> _Task details_
Identify each line below that contains the word "async", and copy it out.

>>>>

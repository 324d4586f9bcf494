use std::num::NonZeroUsize;

use actix_web::{
    App,
    http::{Method, StatusCode, header},
    test, web,
};
use artifacts::ArtifactStore;
use comms::{FEATURE_COLUMNS, FeatureSchema, TargetLabel};
use ml_core::{InsulinModel, MultiOutputRegressor, RandomForestRegressor, StandardScaler};
use ndarray::Array2;
use serde_json::{Value, json};
use tempfile::TempDir;

use predictor::{PredictErr, Predictor, routes};

/// Publishes a small fitted scaler and model with `width` input features.
fn publish(width: usize) -> (TempDir, ArtifactStore) {
    let dir = tempfile::tempdir().unwrap();
    let store = ArtifactStore::open(dir.path()).unwrap();

    let x = Array2::from_shape_fn((20, width), |(i, j)| ((i * 7 + j * 3) % 11) as f64 + i as f64);
    let y = Array2::from_shape_fn((20, 6), |(i, k)| (i % 5) as f64 + k as f64 * 0.5);

    let names = (0..width)
        .map(|j| {
            FEATURE_COLUMNS
                .get(j)
                .map_or_else(|| format!("extra {j}"), |name| name.to_string())
        })
        .collect();
    let scaler = StandardScaler::fit(x.view(), names).unwrap();
    let scaled = scaler.transform(x.view()).unwrap();

    let forest =
        RandomForestRegressor::new(NonZeroUsize::new(10).unwrap()).with_random_state(Some(42));
    let mut model: InsulinModel = MultiOutputRegressor::new(forest);
    model.fit(scaled.view(), y.view()).unwrap();

    let staging = store.stage().unwrap();
    staging.write(artifacts::SCALER, &scaler).unwrap();
    staging.write(artifacts::MODEL, &model).unwrap();
    staging.commit().unwrap();

    (dir, store)
}

fn scenario() -> Value {
    json!({
        "ID": 1,
        "settimana": 2,
        "giornoSettimana": 3,
        "Glucosio al Risveglio (07:00)": 110,
        "Glucosio alle 09:30": 130,
        "Glucosio alle 13:00": 140,
        "Glucosio alle 15:00": 125,
        "Glucosio alle 18:00": 135,
        "Glucosio alle 20:00": 120
    })
}

macro_rules! app {
    ($predictor:expr) => {
        test::init_service(
            App::new()
                .app_data(web::Data::new($predictor))
                .configure(routes::configure),
        )
        .await
    };
}

#[actix_web::test]
async fn scenario_returns_a_numeric_prediction() {
    let (_dir, store) = publish(9);
    let predictor =
        Predictor::load(&store, None, FeatureSchema::lenient(), TargetLabel::Waking).unwrap();
    let app = app!(predictor);

    let req = test::TestRequest::post()
        .uri("/predict")
        .set_json(scenario())
        .to_request();
    let resp = test::call_service(&app, req).await;
    assert_eq!(resp.status(), StatusCode::OK);

    let body: Value = test::read_body_json(resp).await;
    let prediction = body["prediction"].as_f64().unwrap();
    assert!(prediction.is_finite());
    // leaf values are training targets of the first output
    assert!((0.0..=4.0).contains(&prediction));
}

#[actix_web::test]
async fn empty_object_predicts_with_zero_filled_features() {
    let (_dir, store) = publish(9);
    let predictor =
        Predictor::load(&store, None, FeatureSchema::lenient(), TargetLabel::Waking).unwrap();
    let app = app!(predictor);

    let req = test::TestRequest::post()
        .uri("/predict")
        .set_json(json!({}))
        .to_request();
    let resp = test::call_service(&app, req).await;
    assert_eq!(resp.status(), StatusCode::OK);

    let body: Value = test::read_body_json(resp).await;
    assert!(body["prediction"].is_number());
}

#[actix_web::test]
async fn non_numeric_fields_are_bad_requests() {
    let (_dir, store) = publish(9);
    let predictor =
        Predictor::load(&store, None, FeatureSchema::lenient(), TargetLabel::Waking).unwrap();
    let app = app!(predictor);

    let req = test::TestRequest::post()
        .uri("/predict")
        .set_json(json!({ "Glucosio alle 09:30": "high" }))
        .to_request();
    let resp = test::call_service(&app, req).await;
    assert_eq!(resp.status(), StatusCode::BAD_REQUEST);

    let body: Value = test::read_body_json(resp).await;
    assert!(body["error"].as_str().unwrap().contains("Glucosio alle 09:30"));
}

#[actix_web::test]
async fn boolean_fields_are_read_as_numbers() {
    let (_dir, store) = publish(9);
    let predictor =
        Predictor::load(&store, None, FeatureSchema::lenient(), TargetLabel::Waking).unwrap();
    let app = app!(predictor);

    let req = test::TestRequest::post()
        .uri("/predict")
        .set_json(json!({ "ID": true, "settimana": false }))
        .to_request();
    let resp = test::call_service(&app, req).await;
    assert_eq!(resp.status(), StatusCode::OK);

    let body: Value = test::read_body_json(resp).await;
    assert!(body["prediction"].is_number());
}

#[actix_web::test]
async fn strict_schema_rejects_missing_fields() {
    let (_dir, store) = publish(9);
    let predictor =
        Predictor::load(&store, None, FeatureSchema::strict(), TargetLabel::Waking).unwrap();
    let app = app!(predictor);

    let req = test::TestRequest::post()
        .uri("/predict")
        .set_json(json!({ "ID": 1 }))
        .to_request();
    let resp = test::call_service(&app, req).await;
    assert_eq!(resp.status(), StatusCode::BAD_REQUEST);

    let req = test::TestRequest::post()
        .uri("/predict")
        .set_json(scenario())
        .to_request();
    let resp = test::call_service(&app, req).await;
    assert_eq!(resp.status(), StatusCode::OK);
}

#[actix_web::test]
async fn malformed_json_is_a_bad_request() {
    let (_dir, store) = publish(9);
    let predictor =
        Predictor::load(&store, None, FeatureSchema::lenient(), TargetLabel::Waking).unwrap();
    let app = app!(predictor);

    let req = test::TestRequest::post()
        .uri("/predict")
        .insert_header(("content-type", "application/json"))
        .set_payload("{\"ID\": ")
        .to_request();
    let resp = test::call_service(&app, req).await;
    assert_eq!(resp.status(), StatusCode::BAD_REQUEST);

    let body: Value = test::read_body_json(resp).await;
    assert!(body["error"].is_string());
}

#[actix_web::test]
async fn scaler_width_mismatch_is_an_internal_error() {
    let (_dir, store) = publish(10);
    let predictor =
        Predictor::load(&store, None, FeatureSchema::lenient(), TargetLabel::Waking).unwrap();
    let app = app!(predictor);

    let req = test::TestRequest::post()
        .uri("/predict")
        .set_json(scenario())
        .to_request();
    let resp = test::call_service(&app, req).await;
    assert_eq!(resp.status(), StatusCode::INTERNAL_SERVER_ERROR);

    let body: Value = test::read_body_json(resp).await;
    assert!(body["error"].as_str().unwrap().contains("expects 10"));
}

#[actix_web::test]
async fn configured_target_selects_another_output() {
    let (_dir, store) = publish(9);
    let predictor =
        Predictor::load(&store, None, FeatureSchema::lenient(), TargetLabel::At2300).unwrap();
    let app = app!(predictor);

    let req = test::TestRequest::post()
        .uri("/predict")
        .set_json(scenario())
        .to_request();
    let resp = test::call_service(&app, req).await;
    assert_eq!(resp.status(), StatusCode::OK);

    let body: Value = test::read_body_json(resp).await;
    let prediction = body["prediction"].as_f64().unwrap();
    // the last output is shifted by 2.5 on every training row
    assert!((2.5..=6.5).contains(&prediction));
}

#[actix_web::test]
async fn cross_origin_requests_are_allowed() {
    let (_dir, store) = publish(9);
    let predictor =
        Predictor::load(&store, None, FeatureSchema::lenient(), TargetLabel::Waking).unwrap();
    let app = test::init_service(
        App::new()
            .wrap(routes::cors())
            .app_data(web::Data::new(predictor))
            .configure(routes::configure),
    )
    .await;

    let origin = "http://dashboard.example";

    let req = test::TestRequest::default()
        .method(Method::OPTIONS)
        .uri("/predict")
        .insert_header((header::ORIGIN, origin))
        .insert_header((header::ACCESS_CONTROL_REQUEST_METHOD, "POST"))
        .insert_header((header::ACCESS_CONTROL_REQUEST_HEADERS, "content-type"))
        .to_request();
    let resp = test::call_service(&app, req).await;
    assert!(resp.status().is_success());
    let allowed = resp.headers().get(header::ACCESS_CONTROL_ALLOW_ORIGIN).unwrap();
    assert_eq!(allowed.to_str().unwrap(), origin);

    let req = test::TestRequest::post()
        .uri("/predict")
        .insert_header((header::ORIGIN, origin))
        .set_json(scenario())
        .to_request();
    let resp = test::call_service(&app, req).await;
    assert_eq!(resp.status(), StatusCode::OK);
    let allowed = resp.headers().get(header::ACCESS_CONTROL_ALLOW_ORIGIN).unwrap();
    assert_eq!(allowed.to_str().unwrap(), origin);
}

#[::core::prelude::v1::test]
fn loading_an_empty_store_fails() {
    let dir = tempfile::tempdir().unwrap();
    let store = ArtifactStore::open(dir.path()).unwrap();

    let err = Predictor::load(&store, None, FeatureSchema::lenient(), TargetLabel::Waking)
        .unwrap_err();
    assert!(matches!(
        err,
        PredictErr::Store(artifacts::StoreErr::NoCurrentVersion)
    ));
}

#[::core::prelude::v1::test]
fn a_pinned_version_is_loaded() {
    let (_dir, store) = publish(9);
    let version = store.current().unwrap().unwrap();

    let predictor = Predictor::load(
        &store,
        Some(version.id()),
        FeatureSchema::lenient(),
        TargetLabel::Waking,
    )
    .unwrap();
    assert_eq!(predictor.version(), Some(&version));

    let err = Predictor::load(
        &store,
        Some("v0000000000000-00000000"),
        FeatureSchema::lenient(),
        TargetLabel::Waking,
    )
    .unwrap_err();
    assert!(matches!(
        err,
        PredictErr::Store(artifacts::StoreErr::UnknownVersion(_))
    ));
}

<<<<

> _Worked solution_
async fn scenario_returns_a_numeric_prediction() {
async fn empty_object_predicts_with_zero_filled_features() {
async fn non_numeric_fields_are_bad_requests() {
async fn boolean_fields_are_read_as_numbers() {
async fn strict_schema_rejects_missing_fields() {
async fn malformed_json_is_a_bad_request() {
async fn scaler_width_mismatch_is_an_internal_error() {
async fn configured_target_selects_another_output() {
async fn cross_origin_requests_are_allowed() {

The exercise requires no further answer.